Reproduce the data word for word, keeping every line complete.

#### SUPPLIED INFORMATION ####

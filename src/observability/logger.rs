//! Structured JSON logger
//!
//! - One log line = one event
//! - `event` first, `severity` second, remaining fields sorted by key
//! - Synchronous, no buffering
//! - Filtered by a process-wide minimum severity

use std::fmt;
use std::io::{self, Write};
use std::sync::atomic::{AtomicBool, AtomicU8, Ordering};

use serde::{Deserialize, Serialize};

static ENABLED: AtomicBool = AtomicBool::new(true);
static MIN_SEVERITY: AtomicU8 = AtomicU8::new(Severity::Info as u8);

/// Log severity levels
#[derive(Debug, Clone, Copy, PartialEq, Eq, PartialOrd, Ord, Hash, Serialize, Deserialize)]
#[serde(rename_all = "UPPERCASE")]
pub enum Severity {
    /// Per-operation detail
    Trace = 0,
    /// Normal operations
    Info = 1,
    /// Recoverable issues
    Warn = 2,
    /// Operation failures
    Error = 3,
    /// Invariant violations; the caller panics right after logging
    Fatal = 4,
}

impl Severity {
    /// Returns the string representation
    pub fn as_str(&self) -> &'static str {
        match self {
            Severity::Trace => "TRACE",
            Severity::Info => "INFO",
            Severity::Warn => "WARN",
            Severity::Error => "ERROR",
            Severity::Fatal => "FATAL",
        }
    }

    fn from_u8(raw: u8) -> Self {
        match raw {
            0 => Severity::Trace,
            1 => Severity::Info,
            2 => Severity::Warn,
            3 => Severity::Error,
            _ => Severity::Fatal,
        }
    }
}

impl fmt::Display for Severity {
    fn fmt(&self, f: &mut fmt::Formatter<'_>) -> fmt::Result {
        write!(f, "{}", self.as_str())
    }
}

/// A structured logger that outputs JSON lines
pub struct Logger;

impl Logger {
    /// Sets the process-wide filter.
    pub fn configure(enabled: bool, min_severity: Severity) {
        ENABLED.store(enabled, Ordering::Relaxed);
        MIN_SEVERITY.store(min_severity as u8, Ordering::Relaxed);
    }

    /// Returns the current minimum severity.
    pub fn min_severity() -> Severity {
        Severity::from_u8(MIN_SEVERITY.load(Ordering::Relaxed))
    }

    /// Returns true if a record at `severity` would be written.
    pub fn is_enabled(severity: Severity) -> bool {
        ENABLED.load(Ordering::Relaxed) && severity >= Self::min_severity()
    }

    /// Log an event with the given severity and fields.
    ///
    /// `ERROR` and `FATAL` go to stderr, everything else to stdout.
    pub fn log(severity: Severity, event: &str, fields: &[(&str, &str)]) {
        if !Self::is_enabled(severity) {
            return;
        }
        if severity >= Severity::Error {
            Self::log_to_writer(severity, event, fields, &mut io::stderr());
        } else {
            Self::log_to_writer(severity, event, fields, &mut io::stdout());
        }
    }

    fn log_to_writer<W: Write>(
        severity: Severity,
        event: &str,
        fields: &[(&str, &str)],
        writer: &mut W,
    ) {
        let line = Self::format_line(severity, event, fields);
        // Logging never fails the caller
        let _ = writer.write_all(line.as_bytes());
        let _ = writer.flush();
    }

    fn format_line(severity: Severity, event: &str, fields: &[(&str, &str)]) -> String {
        let mut output = String::with_capacity(128);

        output.push_str("{\"event\":");
        output.push_str(&json_string(event));
        output.push_str(",\"severity\":");
        output.push_str(&json_string(severity.as_str()));

        let mut sorted_fields: Vec<_> = fields.iter().collect();
        sorted_fields.sort_by_key(|(k, _)| *k);

        for (key, value) in sorted_fields {
            output.push(',');
            output.push_str(&json_string(key));
            output.push(':');
            output.push_str(&json_string(value));
        }

        output.push_str("}\n");
        output
    }

    /// Log at TRACE level
    pub fn trace(event: &str, fields: &[(&str, &str)]) {
        Self::log(Severity::Trace, event, fields);
    }

    /// Log at INFO level
    pub fn info(event: &str, fields: &[(&str, &str)]) {
        Self::log(Severity::Info, event, fields);
    }

    /// Log at WARN level
    pub fn warn(event: &str, fields: &[(&str, &str)]) {
        Self::log(Severity::Warn, event, fields);
    }

    /// Log at ERROR level
    pub fn error(event: &str, fields: &[(&str, &str)]) {
        Self::log(Severity::Error, event, fields);
    }

    /// Log at FATAL level
    pub fn fatal(event: &str, fields: &[(&str, &str)]) {
        Self::log(Severity::Fatal, event, fields);
    }
}

fn json_string(s: &str) -> String {
    serde_json::Value::String(s.to_owned()).to_string()
}

/// Capture a log line to a buffer for testing
#[cfg(test)]
pub fn capture_log(severity: Severity, event: &str, fields: &[(&str, &str)]) -> String {
    let mut buffer = Vec::new();
    Logger::log_to_writer(severity, event, fields, &mut buffer);
    String::from_utf8(buffer).unwrap()
}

####

THE COMPLETED TASK -
filename src/observability/logger.rs
//! Structured JSON logger
//!
//! - One log line = one event
//! - `event` first, `severity` second, remaining fields sorted by key
//! - Synchronous, no buffering
//! - Filtered by a process-wide minimum severity

use std::fmt;
use std::io::{self, Write};
use std::sync::atomic::{AtomicBool, AtomicU8, Ordering};

use serde::{Deserialize, Serialize};

static ENABLED: AtomicBool = AtomicBool::new(true);
static MIN_SEVERITY: AtomicU8 = AtomicU8::new(Severity::Info as u8);

/// Log severity levels
#[derive(Debug, Clone, Copy, PartialEq, Eq, PartialOrd, Ord, Hash, Serialize, Deserialize)]
#[serde(rename_all = "UPPERCASE")]
pub enum Severity {
    /// Per-operation detail
    Trace = 0,
    /// Normal operations
    Info = 1,
    /// Recoverable issues
    Warn = 2,
    /// Operation failures
    Error = 3,
    /// Invariant violations; the caller panics right after logging
    Fatal = 4,
}

impl Severity {
    /// Returns the string representation
    pub fn as_str(&self) -> &'static str {
        match self {
            Severity::Trace => "TRACE",
            Severity::Info => "INFO",
            Severity::Warn => "WARN",
            Severity::Error => "ERROR",
            Severity::Fatal => "FATAL",
        }
    }

    fn from_u8(raw: u8) -> Self {
        match raw {
            0 => Severity::Trace,
            1 => Severity::Info,
            2 => Severity::Warn,
            3 => Severity::Error,
            _ => Severity::Fatal,
        }
    }
}

impl fmt::Display for Severity {
    fn fmt(&self, f: &mut fmt::Formatter<'_>) -> fmt::Result {
        write!(f, "{}", self.as_str())
    }
}

/// A structured logger that outputs JSON lines
pub struct Logger;

impl Logger {
    /// Sets the process-wide filter.
    pub fn configure(enabled: bool, min_severity: Severity) {
        ENABLED.store(enabled, Ordering::Relaxed);
        MIN_SEVERITY.store(min_severity as u8, Ordering::Relaxed);
    }

    /// Returns the current minimum severity.
    pub fn min_severity() -> Severity {
        Severity::from_u8(MIN_SEVERITY.load(Ordering::Relaxed))
    }

    /// Returns true if a record at `severity` would be written.
    pub fn is_enabled(severity: Severity) -> bool {
        ENABLED.load(Ordering::Relaxed) && severity >= Self::min_severity()
    }

    /// Log an event with the given severity and fields.
    ///
    /// `ERROR` and `FATAL` go to stderr, everything else to stdout.
    pub fn log(severity: Severity, event: &str, fields: &[(&str, &str)]) {
        if !Self::is_enabled(severity) {
            return;
        }
        if severity >= Severity::Error {
            Self::log_to_writer(severity, event, fields, &mut io::stderr());
        } else {
            Self::log_to_writer(severity, event, fields, &mut io::stdout());
        }
    }

    fn log_to_writer<W: Write>(
        severity: Severity,
        event: &str,
        fields: &[(&str, &str)],
        writer: &mut W,
    ) {
        let line = Self::format_line(severity, event, fields);
        // Logging never fails the caller
        let _ = writer.write_all(line.as_bytes());
        let _ = writer.flush();
    }

    fn format_line(severity: Severity, event: &str, fields: &[(&str, &str)]) -> String {
        let mut output = String::with_capacity(128);

        output.push_str("{\"event\":");
        output.push_str(&json_string(event));
        output.push_str(",\"severity\":");
        output.push_str(&json_string(severity.as_str()));

        let mut sorted_fields: Vec<_> = fields.iter().collect();
        sorted_fields.sort_by_key(|(k, _)| *k);

        for (key, value) in sorted_fields {
            output.push(',');
            output.push_str(&json_string(key));
            output.push(':');
            output.push_str(&json_string(value));
        }

        output.push_str("}\n");
        output
    }

    /// Log at TRACE level
    pub fn trace(event: &str, fields: &[(&str, &str)]) {
        Self::log(Severity::Trace, event, fields);
    }

    /// Log at INFO level
    pub fn info(event: &str, fields: &[(&str, &str)]) {
        Self::log(Severity::Info, event, fields);
    }

    /// Log at WARN level
    pub fn warn(event: &str, fields: &[(&str, &str)]) {
        Self::log(Severity::Warn, event, fields);
    }

    /// Log at ERROR level
    pub fn error(event: &str, fields: &[(&str, &str)]) {
        Self::log(Severity::Error, event, fields);
    }

    /// Log at FATAL level
    pub fn fatal(event: &str, fields: &[(&str, &str)]) {
        Self::log(Severity::Fatal, event, fields);
    }
}

fn json_string(s: &str) -> String {
    serde_json::Value::String(s.to_owned()).to_string()
}

/// Capture a log line to a buffer for testing
#[cfg(test)]
pub fn capture_log(severity: Severity, event: &str, fields: &[(&str, &str)]) -> String {
    let mut buffer = Vec::new();
    Logger::log_to_writer(severity, event, fields, &mut buffer);
    String::from_utf8(buffer).unwrap()
}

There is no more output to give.